December 7, 2004

Solar System exploration sets its sights on Mars and Mercury

CNES’s board of directors has taken another step forward in its Solar System exploration plans with the decision to take part in 2 new missions. The 1st will see Europe’s Bepi-Colombo spacecraft embark on a voyage to Mercury, and the 2nd will return to Mars with the U.S. Mars Science Laboratory.
7 December 2004

Mercury close up

The U.S. Mariner 10 probe brushed past Mercury 3 times between 1974 and 1975, bringing scientists some 4,000 pictures and a wealth of temperature and magnetic field measurements. But it was only able to cover half of the planet’s surface.

No mission has been back to Mercury since. Europe’s Bepi-Colombo is now set to fill this gap by looking at Mercury in close detail.

The mission’s chief science objectives are to study:
  • Mercury’s origins and evolution, driven mainly by its proximity to the Sun
  • its inner structure and composition
  • processes shaping its surface, such as impact cratering, tectonics and volcanic activity
  • its magnetosphere
Because Mercury is subjected to the Sun’s strong gravity field, Bepi-Colombo will also test Einstein’s general theory of relativity.
Bepi-Colombo will comprise 2 orbiter: 1 dedicated to studying the planet’s surface and interior, and the other to its magnetosphere. Launched in September 2012, the spacecraft should arrive at Mercury in October 2016 and spend 1 year collecting data.

CNES is funding instruments or French contributions ultimately selected for the mission. It is also coordinating oversight of development work and providing engineering support and expertise.

Waiting for samples

French planetologists have also reaffirmed the exploration of Mars, already well underway with the recent European Mars Express and U.S. Mars Exploration Rover missions, as their number one priority.
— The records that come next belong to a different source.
impl Session {
    pub fn new(config: Arc<LinkConfig>) -> Session {
        let now = Instant::now();
        Session {
            config,
            state: SessionState::Disconnected,
            remote_addr: None,
            session_ended: false,
            local_seq: 0,
            local_batch: 0,
            remote_seq: 0,
            remote_batch: 0,
            remote_batch_reserved: 0,
            retransmit: RetransmitTable::new(),
            delivery: DeliveryQueue::new(),
            time_last_send: now,
            time_last_received: now,
        }
    }

    /// Reset everything for a fresh session with `remote`. Unlike
    ///  [`Session::teardown`] this also discards undrained deliveries of the
    ///  previous session.
    fn begin_session(&mut self, remote: SocketAddr, now: Instant) {
        self.state = SessionState::Disconnected;
        self.remote_addr = Some(remote);
        self.session_ended = false;
        self.local_seq = 0;
        self.local_batch = 0;
        self.remote_seq = 0;
        self.remote_batch = 0;
        self.remote_batch_reserved = 0;
        self.retransmit.clear();
        self.delivery.clear();
        self.time_last_send = now;
        self.time_last_received = now;
    }

    /// End the session: flush undeliverable queue slots, forget pending
    ///  retransmissions, go to DISCONNECTED.
    ///
    /// Committed slots in front of the first hole stay poppable - the caller
    ///  may still drain what was already in order when the session died.
    pub fn teardown(&mut self, reason: &str) {
        debug!("session with {:?} ends: {}", self.remote_addr, reason);

        while let Some(batch) = self.delivery.smallest_reserved_batch() {
            self.delivery.drop_reservation(batch);
        }
        self.retransmit.clear();
        self.state = SessionState::Disconnected;
        self.remote_addr = None;
        self.session_ended = true;
    }

    /// Assign counters, serialize, and (for reliable frames) register for
    ///  retransmission. `batch` is the explicit batch field value for
    ///  non-reliable frames (the acknowledged batch for acks); reliable
    ///  frames consume the next local batch number instead.
    fn frame(&mut self, flags: PacketFlags, batch: u32, payload: &[u8], now: Instant) -> Bytes {
        let batch = if flags.contains(PacketFlags::REL) {
            let b = self.local_batch;
            self.local_batch = self.local_batch.wrapping_add(1);
            b
        } else {
            batch
        };

        let header = PacketHeader::new(self.local_seq, batch, flags);
        self.local_seq = self.local_seq.wrapping_add(1);

        let mut buf = BytesMut::with_capacity(PacketHeader::SERIALIZED_LEN + payload.len());
        header.ser(&mut buf);
        buf.put_slice(payload);
        let bytes = buf.freeze();

        if flags.contains(PacketFlags::REL) {
            self.retransmit.insert(header, bytes.clone(), now);
        }
        self.time_last_send = now;

        trace!("composed {:?} seq {} batch {} ({} payload bytes)", flags, header.seq, batch, payload.len());
        bytes
    }

    // --- connection setup -------------------------------------------------

    /// Active open: reset for a new session and compose the SYN. The caller
    ///  drives the handshake; the SYN sits in the retransmission table until
    ///  the SYN+ACK acknowledges it.
    pub fn start_connect(&mut self, remote: SocketAddr, now: Instant) -> Bytes {
        self.begin_session(remote, now);
        self.frame(PacketFlags::SYN | PacketFlags::REL, 0, &[], now)
    }

    /// The peer accepted: sync counters to its SYN+ACK, acknowledge it, go
    ///  CONNECTED. Returns the ack frame.
    pub fn complete_connect(&mut self, header: PacketHeader, now: Instant) -> Bytes {
        self.time_last_received = now;
        self.remote_seq = header.seq;
        self.retransmit.acknowledge(header.batch);
        self.remote_batch = header.batch;
        self.remote_batch_reserved = header.batch;
        self.state = SessionState::Connected;
        debug!("connected to {:?}", self.remote_addr);

        self.frame(PacketFlags::ACK, header.batch, &[], now)
    }

    /// Passive open: adopt the sender of a SYN as the session peer and
    ///  compose the SYN+ACK, which both accepts and acknowledges (the SYN is
    ///  the first reliable packet of the peer's session, so the shared batch
    ///  field serves both purposes). The SYN+ACK is reliable and re-sent
    ///  until the peer's ack arrives.
    pub fn accept_syn(&mut self, remote: SocketAddr, header: PacketHeader, now: Instant) -> Bytes {
        self.begin_session(remote, now);
        self.time_last_received = now;
        self.remote_seq = header.seq;
        self.remote_batch = header.batch;
        self.remote_batch_reserved = header.batch;
        self.state = SessionState::Connected;
        debug!("accepted connection from {:?}", remote);

        self.frame(PacketFlags::SYN | PacketFlags::ACK | PacketFlags::REL, 0, &[], now)
    }

    // --- data phase -------------------------------------------------------

    pub fn compose_data(&mut self, payload: &[u8], reliable: bool, now: Instant) -> Bytes {
        let flags = if reliable { PacketFlags::REL } else { PacketFlags::NONE };
        self.frame(flags, 0, payload, now)
    }

    pub fn compose_fin(&mut self, now: Instant) -> Bytes {
        self.state = SessionState::Closing;
        debug!("closing session with {:?}", self.remote_addr);
        self.frame(PacketFlags::FIN | PacketFlags::REL, 0, &[], now)
    }

    /// Process one origin-validated datagram from the session peer.
    pub fn process_datagram(&mut self, header: PacketHeader, payload: &[u8], now: Instant) -> Dispatch {
        let mut out = Dispatch::default();

        if self.state == SessionState::Disconnected {
            trace!("no session, dropping datagram");
            return out;
        }
        if header.flags.contains(PacketFlags::CANCEL) {
            warn!("rejecting datagram carrying the local-only CANCEL flag from {:?}", self.remote_addr);
            return out;
        }

        self.time_last_received = now;
        if header.seq > self.remote_seq {
            self.remote_seq = header.seq;
        }

        if header.flags.contains(PacketFlags::ACK) {
            if self.retransmit.acknowledge(header.batch) {
                trace!("batch {} acknowledged", header.batch);
            } else {
                trace!("ack for batch {} without pending packet - late or duplicate", header.batch);
            }
        }

        if header.flags.contains(PacketFlags::KEP) {
            trace!("keepalive from {:?}", self.remote_addr);
            return out;
        }
        if header.flags.contains(PacketFlags::FIN) {
            self.handle_fin(header, &mut out, now);
            return out;
        }
        if header.flags.contains(PacketFlags::SYN) {
            // handshake duplicate: our ack got lost or overtaken
            if header.flags.contains(PacketFlags::REL) {
                debug!("re-acknowledging handshake duplicate from {:?}", self.remote_addr);
                let ack = self.frame(PacketFlags::ACK, header.batch, &[], now);
                out.frames.push(ack);
            }
            return out;
        }
        if header.flags.contains(PacketFlags::REL) {
            self.handle_reliable(header, payload, &mut out, now);
            return out;
        }
        if header.flags.contains(PacketFlags::ACK) {
            // pure ack, fully handled above
            return out;
        }

        // best-effort data: committed immediately, bypassing reservations
        trace!("best-effort delivery of {} bytes", payload.len());
        self.delivery.push_committed(Packet::from_slice(payload, false));
        out.delivered = true;
        out
    }

    /// Reliable data dispatch: every case answers with an ack, exactly one
    ///  case commits a new slot.
    fn handle_reliable(&mut self, header: PacketHeader, payload: &[u8], out: &mut Dispatch, now: Instant) {
        let batch = header.batch;

        if batch <= self.remote_batch {
            debug!("batch {} already delivered - duplicate", batch);
        } else if self.delivery.is_reserved(batch) {
            trace!("batch {} fills its reserved slot", batch);
            if let Err(e) = self.delivery.commit_reserved(batch, Packet::from_slice(payload, true)) {
                warn!("reservation for batch {} vanished: {}", batch, e);
            }
            self.remote_batch = self
                .delivery
                .smallest_reserved_batch()
                .map(|b| b - 1)
                .unwrap_or(self.remote_batch_reserved);
            out.delivered = true;
        } else if batch <= self.remote_batch_reserved {
            debug!("batch {} already committed but not yet delivered - duplicate", batch);
        } else if batch == self.remote_batch.wrapping_add(1) {
            // in order, no holes outstanding
            debug_assert_eq!(self.remote_batch, self.remote_batch_reserved);
            trace!("batch {} committed in order", batch);
            self.delivery.push_committed(Packet::from_slice(payload, true));
            self.remote_batch = batch;
            self.remote_batch_reserved = batch;
            out.delivered = true;
        } else {
            // the peer is ahead of us: reserve the gap, commit this one behind it
            debug!(
                "batch {} arrived before {}..{} - reserving",
                batch,
                self.remote_batch_reserved + 1,
                batch
            );
            for missing in (self.remote_batch_reserved + 1)..batch {
                self.delivery.reserve(missing, now);
            }
            self.delivery.push_committed(Packet::from_slice(payload, true));
            self.remote_batch_reserved = batch;
        }

        let ack = self.frame(PacketFlags::ACK, batch, &[], now);
        out.frames.push(ack);
    }

    fn handle_fin(&mut self, header: PacketHeader, out: &mut Dispatch, now: Instant) {
        match self.state {
            SessionState::Connected => {
                // peer-initiated close: confirm and stop
                debug!("peer {:?} closes the connection", self.remote_addr);
                let reply = self.frame(PacketFlags::FIN | PacketFlags::ACK, header.batch, &[], now);
                out.frames.push(reply);
                self.teardown("closed by peer");
                out.closed = true;
            }
            SessionState::Closing => {
                // either the peer's FIN+ACK reply, or its own FIN in a
                //  simultaneous close - the latter still wants an ack
                if header.flags.contains(PacketFlags::REL) && !header.flags.contains(PacketFlags::ACK) {
                    let ack = self.frame(PacketFlags::ACK, header.batch, &[], now);
                    out.frames.push(ack);
                }
                self.teardown("close confirmed");
                out.closed = true;
            }
            SessionState::Disconnected => {}
        }
    }

    // --- timers -----------------------------------------------------------

    pub fn on_timer(&mut self, event: IoEvent, now: Instant) -> Dispatch {
        let mut out = Dispatch::default();
        if self.state == SessionState::Disconnected {
            // torn down between scheduling and firing
            return out;
        }
        match event {
            IoEvent::AckResend(batch) => {
                if let Some(bytes) = self.retransmit.mark_resent(batch, now) {
                    debug!("re-sending unacknowledged batch {}", batch);
                    self.time_last_send = now;
                    out.frames.push(bytes);
                }
            }
            IoEvent::AckTimeout => {
                warn!("reliable packet unacknowledged past the total timeout");
                self.teardown("ack timeout");
                out.closed = true;
            }
            IoEvent::Keepalive => {
                trace!("idle - emitting keepalive");
                let kep = self.frame(PacketFlags::KEP, 0, &[], now);
                out.frames.push(kep);
            }
            IoEvent::RecvTimeout => {
                warn!("nothing received past the total timeout - peer is gone");
                self.teardown("receive timeout");
                out.closed = true;
            }
            IoEvent::ReserveTimeout => {
                warn!("delivery hole unfilled past the total timeout");
                self.teardown("reservation timeout");
                out.closed = true;
            }
            IoEvent::Reloop => {}
        }
        out
    }

    pub fn next_event(&self, now: Instant) -> (IoEvent, Instant) {
        next_event(
            &self.retransmit,
            &self.delivery,
            self.time_last_send,
            self.time_last_received,
            &self.config,
            now,
        )
    }
}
The red planet is now being studied from orbit and through in-situ investigations, and ultimately samples will be brought back to Earth.

But the 1st Mars sample return mission will not depart before 2013, leaving a window of opportunity for in-situ analysis in the intervening period.

With this aim in mind, NASA’s Mars Science Laboratory (MSL) mission, to be launched in 2009, intends to land a large rover weighing about 600 kg and equipped with a suite of sophisticated instruments to probe the Martian environment.

MSL’s size and features will give it the ability to operate for a long period and over long distances—several tens of km compared to the 600 m covered so far by the Spirit and Opportunity twin rovers currently on Mars, thus holding out the prospect of exploring the planet at regional scales.